Fueron los jóvenes de los años sesenta, el eslabón entre aquellos adolescentes que venían de las estrecheces de la posguerra y los que se bebieron de un trago las grandes bocanadas de libertad que trajo la Transición. Fueron los jóvenes de hace medio siglo, los que conocieron las primeras revoluciones que empezaron a gestarse a través de la música y de la televisión, los que pasaron de los silencios obligatorios del Viernes Santo a la algarabia de los guateques.
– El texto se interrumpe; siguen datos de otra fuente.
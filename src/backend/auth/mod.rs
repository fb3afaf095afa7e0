//! Authentication Module
//!
//! Resolves bearer credentials into a caller `Identity`. Sign-in itself
//! happens at an external provider; this crate only issues and verifies the
//! session token that carries the resulting identity.

/// JWT session tokens
pub mod sessions;

pub use sessions::{create_token, verify_token, Claims, SessionKeys};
Venían de los comedores antiguos de las casas donde reinaban los aparatos de radio, en un tiempo en el que las familias se reunían a la hora de la cena para escuchar las noticias de Radio Nacional, en una época en la que los adolescentes compartían las canciones de sobremesa de los ‘discos dedicados’.
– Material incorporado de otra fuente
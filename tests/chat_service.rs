//! ChatService integration tests

mod common;

use assert_matches::assert_matches;
use pretty_assertions::assert_eq;
use sqlx::SqlitePool;

use common::*;
use studyabout::backend::chat::ChatService;
use studyabout::backend::error::BackendError;
use studyabout::backend::push::Notifier;
use studyabout::shared::chat::{CreateChatRequest, RecentChat};
use studyabout::shared::notification::{PushChannel, SubscribeRequest};

struct ChatFixture {
    chat: ChatService,
    web: RecordingBackend,
    fcm: RecordingBackend,
    web_service: studyabout::backend::push::PushService,
    fcm_service: studyabout::backend::push::PushService,
}

fn chat_fixture(pool: &SqlitePool) -> ChatFixture {
    let (web_service, web) = recording_service(pool, PushChannel::Web);
    let (fcm_service, fcm) = recording_service(pool, PushChannel::Fcm);
    let notifier = Notifier::new(web_service.clone(), Some(fcm_service.clone()));
    ChatFixture {
        chat: ChatService::new(pool.clone(), notifier),
        web,
        fcm,
        web_service,
        fcm_service,
    }
}

fn message_to(user: &TestUser, message: &str) -> CreateChatRequest {
    CreateChatRequest {
        to_user_id: user.id().to_string(),
        message: message.to_string(),
    }
}

fn endpoint(url: &str) -> SubscribeRequest {
    SubscribeRequest {
        endpoint: url.to_string(),
        keys: None,
    }
}

#[tokio::test]
async fn test_both_sides_share_one_thread() {
    let db = TestDatabase::new().await;
    let fixture = chat_fixture(db.pool());
    let alice = create_test_user(db.pool(), "alice").await;
    let bob = create_test_user(db.pool(), "bob").await;

    fixture
        .chat
        .create_chat(&alice.identity, message_to(&bob, "hi bob"))
        .await
        .unwrap()
        .await
        .unwrap();
    fixture
        .chat
        .create_chat(&bob.identity, message_to(&alice, "hi alice"))
        .await
        .unwrap()
        .await
        .unwrap();

    assert_eq!(db.count("chats").await, 1);

    let from_alice = fixture
        .chat
        .get_chat(&alice.identity, &bob.id().to_string())
        .await
        .unwrap()
        .expect("thread should exist");
    let from_bob = fixture
        .chat
        .get_chat(&bob.identity, &alice.id().to_string())
        .await
        .unwrap()
        .expect("thread should exist");

    assert_eq!(from_alice.opponent.uid, "bob");
    assert_eq!(from_bob.opponent.uid, "alice");
    assert_eq!(from_alice.contents, from_bob.contents);

    let texts: Vec<_> = from_alice.contents.iter().map(|c| c.content.as_str()).collect();
    assert_eq!(texts, vec!["hi bob", "hi alice"]);
    assert_eq!(from_alice.contents[0].user_id, alice.id());

    assert_eq!(
        fixture.chat.chat_id_between(alice.id(), bob.id()).await.unwrap(),
        fixture.chat.chat_id_between(bob.id(), alice.id()).await.unwrap()
    );
}

#[tokio::test]
async fn test_get_chat_without_history_is_none() {
    let db = TestDatabase::new().await;
    let fixture = chat_fixture(db.pool());
    let alice = create_test_user(db.pool(), "alice").await;
    let bob = create_test_user(db.pool(), "bob").await;

    let thread = fixture
        .chat
        .get_chat(&alice.identity, &bob.id().to_string())
        .await
        .unwrap();
    assert!(thread.is_none());
}

#[tokio::test]
async fn test_unknown_recipient_is_not_found() {
    let db = TestDatabase::new().await;
    let fixture = chat_fixture(db.pool());
    let alice = create_test_user(db.pool(), "alice").await;

    let request = CreateChatRequest {
        to_user_id: uuid::Uuid::new_v4().to_string(),
        message: "anyone there?".to_string(),
    };
    let result = fixture.chat.create_chat(&alice.identity, request).await;

    assert_matches!(result, Err(BackendError::NotFound { entity: "user", .. }));
    assert_eq!(db.count("chats").await, 0);
    assert_eq!(db.count("chat_contents").await, 0);
}

#[tokio::test]
async fn test_messaging_yourself_is_rejected() {
    let db = TestDatabase::new().await;
    let fixture = chat_fixture(db.pool());
    let alice = create_test_user(db.pool(), "alice").await;

    let result = fixture
        .chat
        .create_chat(&alice.identity, message_to(&alice, "note to self"))
        .await;
    assert_matches!(result, Err(BackendError::SharedError(_)));

    let result = fixture
        .chat
        .create_chat(&alice.identity, CreateChatRequest {
            to_user_id: "bob".to_string(),
            message: "hi".to_string(),
        })
        .await;
    assert_matches!(result, Err(BackendError::SharedError(_)));
}

#[tokio::test]
async fn test_previews_newest_first() {
    let db = TestDatabase::new().await;
    let fixture = chat_fixture(db.pool());
    let alice = create_test_user(db.pool(), "alice").await;
    let bob = create_test_user(db.pool(), "bob").await;
    let carol = create_test_user(db.pool(), "carol").await;

    let send = |from: &TestUser, to: &TestUser, text: &str| {
        let chat = fixture.chat.clone();
        let identity = from.identity.clone();
        let request = message_to(to, text);
        async move { chat.create_chat(&identity, request).await.unwrap().await.unwrap() }
    };

    send(&alice, &bob, "first").await;
    send(&carol, &alice, "second").await;

    let previews = fixture.chat.get_chats(&alice.identity).await.unwrap();
    let order: Vec<_> = previews.iter().map(|p| p.user.uid.as_str()).collect();
    assert_eq!(order, vec!["carol", "bob"]);
    assert_eq!(previews[0].content.as_ref().unwrap().content, "second");

    send(&bob, &alice, "third").await;
    let previews = fixture.chat.get_chats(&alice.identity).await.unwrap();
    let order: Vec<_> = previews.iter().map(|p| p.user.uid.as_str()).collect();
    assert_eq!(order, vec!["bob", "carol"]);

    assert!(fixture.chat.get_chats(&create_test_user(db.pool(), "dave").await.identity)
        .await
        .unwrap()
        .is_empty());
}

#[tokio::test]
async fn test_recent_chat_sentinel() {
    let db = TestDatabase::new().await;
    let fixture = chat_fixture(db.pool());
    let alice = create_test_user(db.pool(), "alice").await;
    let bob = create_test_user(db.pool(), "bob").await;

    assert_eq!(fixture.chat.get_recent_chat(&alice.identity).await.unwrap(), RecentChat::NoChat);
    assert_eq!(
        serde_json::to_value(RecentChat::NoChat).unwrap(),
        serde_json::json!("no chat")
    );

    fixture
        .chat
        .create_chat(&alice.identity, message_to(&bob, "hello"))
        .await
        .unwrap()
        .await
        .unwrap();

    let chat_id = fixture
        .chat
        .chat_id_between(alice.id(), bob.id())
        .await
        .unwrap()
        .unwrap();
    assert_eq!(
        fixture.chat.get_recent_chat(&bob.identity).await.unwrap(),
        RecentChat::Found(chat_id)
    );
}

#[tokio::test]
async fn test_message_notifies_every_channel() {
    let db = TestDatabase::new().await;
    let fixture = chat_fixture(db.pool());
    let alice = create_test_user(db.pool(), "alice").await;
    let bob = create_test_user(db.pool(), "bob").await;

    fixture.web_service.subscribe(&bob.identity, endpoint("https://push.example.com/bob")).await.unwrap();
    fixture.fcm_service.subscribe(&bob.identity, endpoint("fcm-token-bob")).await.unwrap();

    let report = fixture
        .chat
        .create_chat(&alice.identity, message_to(&bob, "are you coming?"))
        .await
        .unwrap()
        .await
        .unwrap();

    assert_eq!(report.attempted, 2);
    assert_eq!(report.delivered, 2);

    let web = fixture.web.deliveries_to("bob");
    let fcm = fixture.fcm.deliveries_to("bob");
    assert_eq!(web.len(), 1);
    assert_eq!(fcm.len(), 1);
    assert_eq!(web[0].title, "You received a message!");
    assert_eq!(web[0].body, "are you coming?");
    assert!(fixture.web.deliveries_to("alice").is_empty());
}

#[tokio::test]
async fn test_failed_channel_does_not_block_the_other() {
    let db = TestDatabase::new().await;
    let fixture = chat_fixture(db.pool());
    let alice = create_test_user(db.pool(), "alice").await;
    let bob = create_test_user(db.pool(), "bob").await;

    fixture.web_service.subscribe(&bob.identity, endpoint("https://push.example.com/bob")).await.unwrap();
    fixture.fcm_service.subscribe(&bob.identity, endpoint("fcm-token-bob")).await.unwrap();
    fixture.fcm.fail_endpoint("fcm-token-bob", 500);

    let report = fixture
        .chat
        .create_chat(&alice.identity, message_to(&bob, "ping"))
        .await
        .expect("send succeeds even when a channel fails")
        .await
        .unwrap();

    assert_eq!(report.attempted, 2);
    assert_eq!(report.failed, 1);
    assert_eq!(fixture.web.deliveries_to("bob").len(), 1);
    assert_eq!(db.count("chat_contents").await, 1);
}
Fueron la generación anterior a la moda de las discotecas, los que empezaron a asociarse en pandillas mixtas, los que los domingos por la tarde organizaban sus pequeñas fiestas particulares en los mismos comedores de las casas o en una cochera vacía. La aparición de los tocadiscos modernos, con altavoces incorporados y fáciles de manejar, supuso una revolución para aquellos adolescentes que ya no se conformaban con la música de la radio y pudieron elegir sus propias canciones.
El baile de los domingos requería una compleja organización que empezaba una semana antes. El grupo de muchachos que organizaba la fiesta tenía que encargarse también del tocadiscos, de los singles, de los refrescos, y de lo que era más importante aún para el baile, la presencia de las muchachas, a las que había que ir reclutando a base de confianza.
En aquellos tiempos la madrugada era un territorio desconocido para los jóvenes de Almería, por lo que había que organizar los bailes por la tarde, a esa hora en la que era posible enviar a los padres a misa y a dar una vuelta por el Paseo para ver los escaparates. Había bailes caseros en los que las madres se quedaban para vigilar y si se ausentaban dejaban en su puesto al hijo pequeño o a la abuela para que velara por la decencia de aquella casa. Tardes de bailes inocentes a media luz, cuando las parejas se susurraban al oído las primeras promesas de amor mientras sonaba de fondo la voz de Adamo cantando “tombe la neige”. Y mientras la nieve caía en el tocadiscos el fuego se desataba entre los cuerpos, y al calor abrasante de los primeros roces se unía la voz de Raphael con su “Hablemos del amor”. Pero allí sobraban las palabras mientras se desataba la lucha: ellos tratando de acercarse un poco más; ellas manteniendo a raya al atrevido. En aquellas escaramuzas aquél que conseguía un beso en los labios ya se podía ir contento a su casa, había triunfado de verdad.Los bailes acababan temprano porque las chicas tenían que estar antes de las diez en casa. Unos se quedaban recogiendo y otros se encargaban de acompañarlas para que los padres vieran que no volvían solas.
Aquellos muchachos de 1967 fueron también los primeros que ganaron la batalla del pelo largo, que en muchos casos fue una guerra contra la autoridad paterna. Querían parecerse a los Beatles, ser jóvenes de su tiempo, y uno de los símbolos de entonces era la melena como respuesta a los peinados militares de la época de sus padres. Hubo quien salió airoso y lució su melena sin trabas, pero hubo otros que tuvieron que conformarse con la melena del amigo porque en sus casas no se lo permitieron. “No me gusta ese amigo que te has echado ahora, el de las melenas”, fue una frase que se repitió con frecuencia en muchos hogares de Almería de aquel tiempo. El que llevaba el pelo demasiado largo estaba bajo sospecha y allí estaban los padres con su principio de autoridad de otra época para repetirles: “Ya te espabilarás cuando vayas a la mili”. Y no iban desencaminados con el comentario. El servicio militar era para los jóvenes de entonces una amenaza constante que se cernía sobre su futuro para llenarlo de dudas y cortarles sus primeras alas de libertad.
Aquellos muchachos de 1967 fueron también los de las chaquetas de traje a plazos, cuando iban con sus madres a la sastrería de Serrano o a la de Barón a que les tomaran medidas. En algunos casos las chaquetas de los domingos, auténticos símbolos de la adolescencia de aquel tiempo, hubo que pagarlas poco a poco como el frigorífico o el primer televisor. Cuando los domingos salían por el Paseo a dar una vuelta, envueltos en sus chaquetas relucientes, parecían hombres prematuros. Muchos ya lo eran porque habían encontrado su primer trabajo y llevaban su primer sueldo en la cartera.